The current AI economy operates a lot like an extraction economy. Data comes from millions of people. Models are trained on that data. Products are built on top. Revenue is generated.
Yet most of the economic value ends up concentrated around the companies that own and operate the models.
The contributors who helped create that intelligence rarely participate in the long-term upside.
OpenLedger's attribution model challenges that assumption.
What caught my attention wasn't simply the idea of rewarding contributors.

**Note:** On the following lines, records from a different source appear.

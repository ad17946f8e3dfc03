//! Money helpers with decimal precision.
//!
//! CRITICAL: Never use floating-point for money calculations.
//! All amounts are `rust_decimal::Decimal`.

use rust_decimal::{Decimal, RoundingStrategy};

/// Number of decimal places kept for monetary amounts.
pub const MONEY_SCALE: u32 = 2;

/// Largest amount a `NUMERIC(14, 2)` column holds: 999,999,999,999.99.
pub const MAX_AMOUNT: Decimal = Decimal::from_parts(276_447_231, 23_283, 0, false, 2);

/// Largest quantity a `NUMERIC(14, 3)` column holds: 99,999,999,999.999.
pub const MAX_QUANTITY: Decimal = Decimal::from_parts(1_569_325_055, 23_283_064, 0, false, 3);

/// Rounds an amount to cents, half away from zero (retail rounding).
#[must_use]
pub fn round_money(amount: Decimal) -> Decimal {
    amount.round_dp_with_strategy(MONEY_SCALE, RoundingStrategy::MidpointAwayFromZero)
}

/// Returns `part / total * 100` rounded to two decimals.
///
/// A zero total yields zero rather than an error so empty reports render.
#[must_use]
pub fn percentage_of(part: Decimal, total: Decimal) -> Decimal {
    if total.is_zero() {
        return Decimal::ZERO;
    }
    round_money(part * Decimal::ONE_HUNDRED / total)
}
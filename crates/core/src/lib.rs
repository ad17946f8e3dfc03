//! Core business logic for Punto Pastelero.
//!
//! This crate contains pure business logic with ZERO web or database dependencies.
//! All domain types, validation rules, and calculations live here.
//!
//! # Modules
//!
//! - `accounts` - Customer account movements and running balances
//! - `cash` - Cash register session lifecycle and reconciliation
//! - `documents` - Sale, order and quotation line totals
//! - `inventory` - Kardex with weighted-average costing
//! - `reports` - Read-side sales and receivables rollups
//! - `ticket` - Printable HTML sale tickets

pub mod accounts;
pub mod cash;
pub mod documents;
pub mod inventory;
pub mod reports;
pub mod ticket;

Plenty of projects have attempted incentive systems before.
What interested me was the attempt to connect future model usage back to past contributions.
That is a very different mechanism.
When an AI system generates value, OpenLedger attempts to identify which contributions influenced that output and allocate rewards accordingly.

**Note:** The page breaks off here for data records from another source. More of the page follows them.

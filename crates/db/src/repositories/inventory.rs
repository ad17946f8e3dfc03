//! Stock movement repository.

use chrono::Utc;
use punto_core::inventory::{
    InventoryError, InventoryService, Kardex, RecordStockMovementInput, StockMovement,
    StockPosition,
};
use punto_shared::types::{PageRequest, PageResponse, ProductId, SaleId, StockMovementId};
use sea_orm::{
    ActiveModelTrait, ColumnTrait, ConnectionTrait, DatabaseConnection, DbErr, EntityTrait,
    PaginatorTrait, QueryFilter, QueryOrder, QuerySelect, Set, TransactionTrait,
};

use crate::entities::{products, stock_movements};

/// Error types for inventory operations.
#[derive(Debug, thiserror::Error)]
pub enum InventoryRepoError {
    /// Business rule violation.
    #[error(transparent)]
    Inventory(#[from] InventoryError),

    /// Database error.
    #[error("Database error: {0}")]
    Database(#[from] DbErr),
}

impl From<stock_movements::Model> for StockMovement {
    fn from(model: stock_movements::Model) -> Self {
        Self {
            id: StockMovementId::new(model.id),
            product_id: ProductId::new(model.product_id),
            kind: model.kind.into(),
            quantity: model.quantity,
            unit_cost: model.unit_cost,
            reference: model.reference,
            created_at: model.created_at.with_timezone(&Utc),
        }
    }
}

/// Loads a product's stock movements in chronological order.
pub(crate) async fn load_stock_movements<C: ConnectionTrait>(
    conn: &C,
    product_id: ProductId,
) -> Result<Vec<StockMovement>, DbErr> {
    let rows = stock_movements::Entity::find()
        .filter(stock_movements::Column::ProductId.eq(product_id.into_inner()))
        .order_by_asc(stock_movements::Column::CreatedAt)
        .order_by_asc(stock_movements::Column::Id)
        .all(conn)
        .await?;
    Ok(rows.into_iter().map(StockMovement::from).collect())
}

/// Replays a product's history into its current position.
pub(crate) async fn position_in<C, E>(conn: &C, product_id: ProductId) -> Result<StockPosition, E>
where
    C: ConnectionTrait,
    E: From<InventoryError> + From<DbErr>,
{
    let movements = load_stock_movements(conn, product_id).await?;
    Ok(Kardex::build(product_id, movements, None)?.closing)
}

/// Validates and inserts a stock movement against a known position.
pub(crate) async fn insert_movement_in<C, E>(
    conn: &C,
    input: RecordStockMovementInput,
    current: StockPosition,
    sale_id: Option<SaleId>,
) -> Result<(stock_movements::Model, StockPosition), E>
where
    C: ConnectionTrait,
    E: From<InventoryError> + From<DbErr>,
{
    let product_id = input.product_id;
    let validated = InventoryService::validate_movement(input, current)?;

    let mut position = current;
    position.apply(
        product_id,
        validated.kind,
        validated.quantity,
        validated.unit_cost,
    )?;

    let model = stock_movements::ActiveModel {
        product_id: Set(product_id.into_inner()),
        kind: Set(validated.kind.into()),
        quantity: Set(validated.quantity),
        unit_cost: Set(validated.unit_cost),
        reference: Set(validated.reference),
        sale_id: Set(sale_id.map(SaleId::into_inner)),
        created_at: Set(Utc::now().into()),
        ..Default::default()
    }
    .insert(conn)
    .await?;

    tracing::debug!(
        product_id = %product_id,
        kind = %validated.kind,
        quantity = %validated.quantity,
        balance_after = %validated.balance_after,
        "Stock movement recorded"
    );
    Ok((model, position))
}

/// Inventory repository.
#[derive(Debug, Clone)]
pub struct InventoryRepository {
    db: DatabaseConnection,
}

impl InventoryRepository {
    /// Creates a new inventory repository.
    #[must_use]
    pub const fn new(db: DatabaseConnection) -> Self {
        Self { db }
    }

    /// Records a stock movement after checking it against current stock.
    ///
    /// # Errors
    ///
    /// Returns `ProductNotFound`, `InsufficientStock`, or a validation error.
    pub async fn record_movement(
        &self,
        input: RecordStockMovementInput,
    ) -> Result<(stock_movements::Model, StockPosition), InventoryRepoError> {
        let txn = self.db.begin().await?;

        let product_id = input.product_id;
        let exists = products::Entity::find_by_id(product_id.into_inner())
            .count(&txn)
            .await?
            > 0;
        if !exists {
            return Err(InventoryError::ProductNotFound(product_id).into());
        }

        let current = position_in::<_, InventoryRepoError>(&txn, product_id).await?;
        let recorded =
            insert_movement_in::<_, InventoryRepoError>(&txn, input, current, None).await?;
        txn.commit().await?;
        Ok(recorded)
    }

    /// Current stock position of a product.
    ///
    /// # Errors
    ///
    /// Returns `ProductNotFound` if the product does not exist.
    pub async fn position(
        &self,
        product_id: ProductId,
    ) -> Result<StockPosition, InventoryRepoError> {
        let exists = products::Entity::find_by_id(product_id.into_inner())
            .count(&self.db)
            .await?
            > 0;
        if !exists {
            return Err(InventoryError::ProductNotFound(product_id).into());
        }
        position_in::<_, InventoryRepoError>(&self.db, product_id).await
    }

    /// Lists stock movements, newest first, optionally for one product.
    ///
    /// # Errors
    ///
    /// Returns an error if the database query fails.
    pub async fn list_movements(
        &self,
        product_id: Option<ProductId>,
        page: PageRequest,
    ) -> Result<PageResponse<StockMovement>, InventoryRepoError> {
        let page = page.normalized();
        let mut query = stock_movements::Entity::find();
        if let Some(product_id) = product_id {
            query = query.filter(stock_movements::Column::ProductId.eq(product_id.into_inner()));
        }

        let total = query.clone().count(&self.db).await?;
        let rows = query
            .order_by_desc(stock_movements::Column::CreatedAt)
            .order_by_desc(stock_movements::Column::Id)
            .offset(page.offset())
            .limit(page.limit())
            .all(&self.db)
            .await?;

        Ok(PageResponse::new(
            rows.into_iter().map(StockMovement::from).collect(),
            page.page,
            page.per_page,
            total,
        ))
    }
}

At first glance, this looks like a compensation system.
The more I thought about it, the less I saw compensation and the more I saw financialization.
Historically, financialization happens when something gains three characteristics.
It can be owned.
Its contribution can be measured.
And it can generate cash flow.
Land became financialized because ownership could be verified and rent could be collected.
Businesses became financialized because ownership could be represented through shares and profits.
Crypto networks became financialized through tokens and network participation.
OpenLedger appears to be experimenting with something similar for intelligence.
The idea is subtle.
Instead of treating intelligence as a product that gets sold once, the system treats intelligence as something capable of generating ongoing economic activity.
That changes how we think about data entirely.
Data stops looking like raw material.
It starts looking like productive capital.
The contribution is no longer valuable because it exists.
The contribution becomes valuable because it may continue generating future economic output.
That's a very different mental model.
I think many people are still viewing AI through the lens of software.
Software gets built and distributed.
OpenLedger's model suggests intelligence might eventually be viewed more like an asset that produces yield.
Whether that vision succeeds is another question entirely.
There are real challenges here.
The biggest is attribution itself.
Everything depends on accurately determining which contributions actually influenced a given output.
That sounds simple in theory.
In practice, AI systems are incredibly complex.
Influence is distributed across countless data points, training iterations, fine-tuning processes, and feedback loops.
Measuring contribution fairly may prove far more difficult than measuring ownership of traditional assets.
There's another risk that I don't think gets enough attention.
Whenever rewards become tied to measurable metrics, people eventually start optimizing for those metrics.
We've seen this happen with social media engagement.
We've seen it happen with SEO.
We've seen it happen with academic publishing.
The metric becomes the target.
If contributors begin optimizing for attribution scores rather than intelligence quality, the system could create incentives that look healthy on paper while producing lower-quality outcomes underneath.
That's a challenge every attribution-based economy will eventually face.
Still, I think the broader trend is worth paying attention to.
Across crypto, we've watched markets progressively transform non-financial assets into financial assets.
Tokens financialized communities.
DeFi financialized liquidity.
DePIN is attempting to financialize physical infrastructure.
AI may be pushing us toward financializing knowledge itself.
That's a much larger narrative than a single project.
What surprised me most wasn't OpenLedger's technology.
It was the possibility that projects like this are trying to create ownership structures around intelligence.
For decades, intelligence has been valuable but difficult to own directly.
You could own companies that employed intelligent people.
You could own software created by intelligent people.
You could own intellectual property generated by intelligent people.
But intelligence itself remained difficult to transform into a directly investable asset.
That may be starting to change.
Maybe the biggest story in AI isn't the race to build smarter models.
Maybe it's the race to determine who owns the economic value those models create.
And if that's true, then OpenLedger isn't simply building AI infrastructure.
It may be exploring what happens when intelligence itself becomes capital.
I'm not sure the market has fully appreciated that possibility yet.